Work task: Using the listing below, copy every line that mentions "failed".

^^^^^^^^^^^^^^^^

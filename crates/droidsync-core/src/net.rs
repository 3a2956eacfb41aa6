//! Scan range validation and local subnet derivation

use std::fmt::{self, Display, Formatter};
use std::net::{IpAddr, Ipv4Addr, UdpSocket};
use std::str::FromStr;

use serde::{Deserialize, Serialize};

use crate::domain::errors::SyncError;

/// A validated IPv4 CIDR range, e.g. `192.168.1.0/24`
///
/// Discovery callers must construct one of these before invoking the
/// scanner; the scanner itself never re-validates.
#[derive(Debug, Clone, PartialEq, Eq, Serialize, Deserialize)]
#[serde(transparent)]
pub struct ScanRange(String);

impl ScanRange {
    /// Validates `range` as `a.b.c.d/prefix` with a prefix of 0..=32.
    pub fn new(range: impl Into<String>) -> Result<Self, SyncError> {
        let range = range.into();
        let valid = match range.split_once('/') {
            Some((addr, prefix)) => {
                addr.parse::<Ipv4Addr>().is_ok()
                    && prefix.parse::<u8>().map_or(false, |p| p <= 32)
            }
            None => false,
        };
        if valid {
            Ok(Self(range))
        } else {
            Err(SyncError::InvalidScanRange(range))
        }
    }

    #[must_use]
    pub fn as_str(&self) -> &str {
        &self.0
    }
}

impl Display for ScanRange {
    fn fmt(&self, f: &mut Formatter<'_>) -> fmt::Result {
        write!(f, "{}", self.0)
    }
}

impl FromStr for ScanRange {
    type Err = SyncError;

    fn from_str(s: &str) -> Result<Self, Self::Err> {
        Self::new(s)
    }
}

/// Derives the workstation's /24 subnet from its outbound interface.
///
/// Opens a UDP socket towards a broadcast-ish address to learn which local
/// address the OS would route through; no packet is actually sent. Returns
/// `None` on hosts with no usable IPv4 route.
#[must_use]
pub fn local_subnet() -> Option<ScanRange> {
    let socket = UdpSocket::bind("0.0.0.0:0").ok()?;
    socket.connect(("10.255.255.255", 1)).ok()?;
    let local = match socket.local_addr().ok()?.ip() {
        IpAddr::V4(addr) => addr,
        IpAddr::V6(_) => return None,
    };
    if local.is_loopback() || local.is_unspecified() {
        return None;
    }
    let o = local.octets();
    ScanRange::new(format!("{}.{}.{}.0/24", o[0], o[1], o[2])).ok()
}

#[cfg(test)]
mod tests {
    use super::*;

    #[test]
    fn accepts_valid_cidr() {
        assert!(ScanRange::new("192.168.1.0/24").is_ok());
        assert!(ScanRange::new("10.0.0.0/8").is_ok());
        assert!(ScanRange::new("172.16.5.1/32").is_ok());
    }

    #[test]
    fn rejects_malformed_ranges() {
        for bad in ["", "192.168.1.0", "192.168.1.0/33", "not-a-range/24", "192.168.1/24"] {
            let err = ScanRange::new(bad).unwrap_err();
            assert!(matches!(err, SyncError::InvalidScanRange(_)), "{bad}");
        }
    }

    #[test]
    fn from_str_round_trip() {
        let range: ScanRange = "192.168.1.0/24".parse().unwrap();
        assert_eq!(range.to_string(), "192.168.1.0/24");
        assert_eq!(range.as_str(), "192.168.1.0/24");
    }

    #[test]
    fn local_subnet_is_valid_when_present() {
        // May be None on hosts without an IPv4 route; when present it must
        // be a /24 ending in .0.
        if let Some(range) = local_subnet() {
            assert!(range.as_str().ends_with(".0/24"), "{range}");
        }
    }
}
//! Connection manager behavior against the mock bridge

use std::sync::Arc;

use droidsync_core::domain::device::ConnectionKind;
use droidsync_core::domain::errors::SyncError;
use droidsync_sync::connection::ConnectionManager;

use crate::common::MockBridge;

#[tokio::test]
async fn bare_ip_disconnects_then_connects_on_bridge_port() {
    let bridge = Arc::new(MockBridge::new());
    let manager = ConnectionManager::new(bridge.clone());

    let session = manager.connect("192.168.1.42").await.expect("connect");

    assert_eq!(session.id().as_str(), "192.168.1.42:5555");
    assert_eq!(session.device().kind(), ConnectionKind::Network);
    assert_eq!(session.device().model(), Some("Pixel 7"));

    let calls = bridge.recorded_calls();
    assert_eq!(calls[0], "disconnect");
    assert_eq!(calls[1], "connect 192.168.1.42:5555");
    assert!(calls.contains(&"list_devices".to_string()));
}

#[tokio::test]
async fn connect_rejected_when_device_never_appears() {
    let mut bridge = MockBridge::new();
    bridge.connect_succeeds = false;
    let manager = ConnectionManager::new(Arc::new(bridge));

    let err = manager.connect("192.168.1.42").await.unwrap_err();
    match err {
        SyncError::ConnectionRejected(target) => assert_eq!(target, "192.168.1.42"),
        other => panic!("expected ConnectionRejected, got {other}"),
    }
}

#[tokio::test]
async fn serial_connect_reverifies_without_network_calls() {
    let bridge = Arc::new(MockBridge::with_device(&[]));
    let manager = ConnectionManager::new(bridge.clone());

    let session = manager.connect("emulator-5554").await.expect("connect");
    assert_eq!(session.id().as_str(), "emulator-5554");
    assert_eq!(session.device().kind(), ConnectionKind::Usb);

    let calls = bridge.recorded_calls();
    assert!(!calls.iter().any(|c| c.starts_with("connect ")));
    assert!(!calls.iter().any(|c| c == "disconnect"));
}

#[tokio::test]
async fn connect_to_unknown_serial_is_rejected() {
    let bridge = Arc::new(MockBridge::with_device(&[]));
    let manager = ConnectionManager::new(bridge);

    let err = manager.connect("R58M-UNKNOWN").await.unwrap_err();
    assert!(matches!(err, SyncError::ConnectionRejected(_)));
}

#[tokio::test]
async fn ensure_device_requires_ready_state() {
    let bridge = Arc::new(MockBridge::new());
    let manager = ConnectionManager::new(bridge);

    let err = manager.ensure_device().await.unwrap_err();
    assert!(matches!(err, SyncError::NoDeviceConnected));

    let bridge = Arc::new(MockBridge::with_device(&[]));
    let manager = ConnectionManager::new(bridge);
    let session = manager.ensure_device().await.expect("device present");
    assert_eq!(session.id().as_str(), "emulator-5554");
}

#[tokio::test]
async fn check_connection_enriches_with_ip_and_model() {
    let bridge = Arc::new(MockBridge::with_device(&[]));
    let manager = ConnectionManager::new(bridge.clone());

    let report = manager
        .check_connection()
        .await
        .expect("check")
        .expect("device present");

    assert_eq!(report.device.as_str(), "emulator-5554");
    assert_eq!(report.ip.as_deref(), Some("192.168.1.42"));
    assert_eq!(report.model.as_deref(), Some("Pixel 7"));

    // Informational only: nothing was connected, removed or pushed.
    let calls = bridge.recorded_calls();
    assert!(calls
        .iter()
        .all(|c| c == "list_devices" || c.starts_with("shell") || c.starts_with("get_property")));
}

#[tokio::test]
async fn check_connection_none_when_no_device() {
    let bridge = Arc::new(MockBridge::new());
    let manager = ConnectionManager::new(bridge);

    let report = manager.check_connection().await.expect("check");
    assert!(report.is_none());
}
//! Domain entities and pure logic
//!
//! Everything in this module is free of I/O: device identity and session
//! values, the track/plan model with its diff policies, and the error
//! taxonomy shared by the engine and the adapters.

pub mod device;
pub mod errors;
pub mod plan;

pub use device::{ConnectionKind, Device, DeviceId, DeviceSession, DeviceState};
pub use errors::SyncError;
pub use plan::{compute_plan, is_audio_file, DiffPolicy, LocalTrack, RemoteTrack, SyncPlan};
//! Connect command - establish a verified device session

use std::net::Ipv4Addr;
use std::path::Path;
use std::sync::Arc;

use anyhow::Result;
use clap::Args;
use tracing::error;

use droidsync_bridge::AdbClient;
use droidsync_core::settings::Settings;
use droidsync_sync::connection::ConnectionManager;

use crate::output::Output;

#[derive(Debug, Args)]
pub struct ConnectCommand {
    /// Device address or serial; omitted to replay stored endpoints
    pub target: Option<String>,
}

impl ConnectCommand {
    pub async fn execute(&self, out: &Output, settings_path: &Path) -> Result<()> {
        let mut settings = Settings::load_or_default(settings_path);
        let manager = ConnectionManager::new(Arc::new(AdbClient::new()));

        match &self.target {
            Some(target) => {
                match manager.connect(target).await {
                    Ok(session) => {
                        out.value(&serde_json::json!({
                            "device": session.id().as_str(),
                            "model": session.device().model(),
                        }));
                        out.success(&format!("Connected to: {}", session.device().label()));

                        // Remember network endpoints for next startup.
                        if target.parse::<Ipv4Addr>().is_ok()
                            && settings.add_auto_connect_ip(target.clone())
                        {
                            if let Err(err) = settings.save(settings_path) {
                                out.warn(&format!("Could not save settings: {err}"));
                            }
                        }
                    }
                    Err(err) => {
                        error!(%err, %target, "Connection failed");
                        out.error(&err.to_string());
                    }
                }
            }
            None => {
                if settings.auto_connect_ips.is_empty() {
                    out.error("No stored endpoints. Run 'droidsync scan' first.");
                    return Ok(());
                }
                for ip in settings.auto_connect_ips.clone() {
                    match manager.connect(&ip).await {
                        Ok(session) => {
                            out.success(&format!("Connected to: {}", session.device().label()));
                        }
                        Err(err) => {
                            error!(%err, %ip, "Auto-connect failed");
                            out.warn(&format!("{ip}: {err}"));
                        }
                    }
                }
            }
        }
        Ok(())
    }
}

^^^^^^^^^^^^^^^^

Reply:
                        error!(%err, %target, "Connection failed");
                            error!(%err, %ip, "Auto-connect failed");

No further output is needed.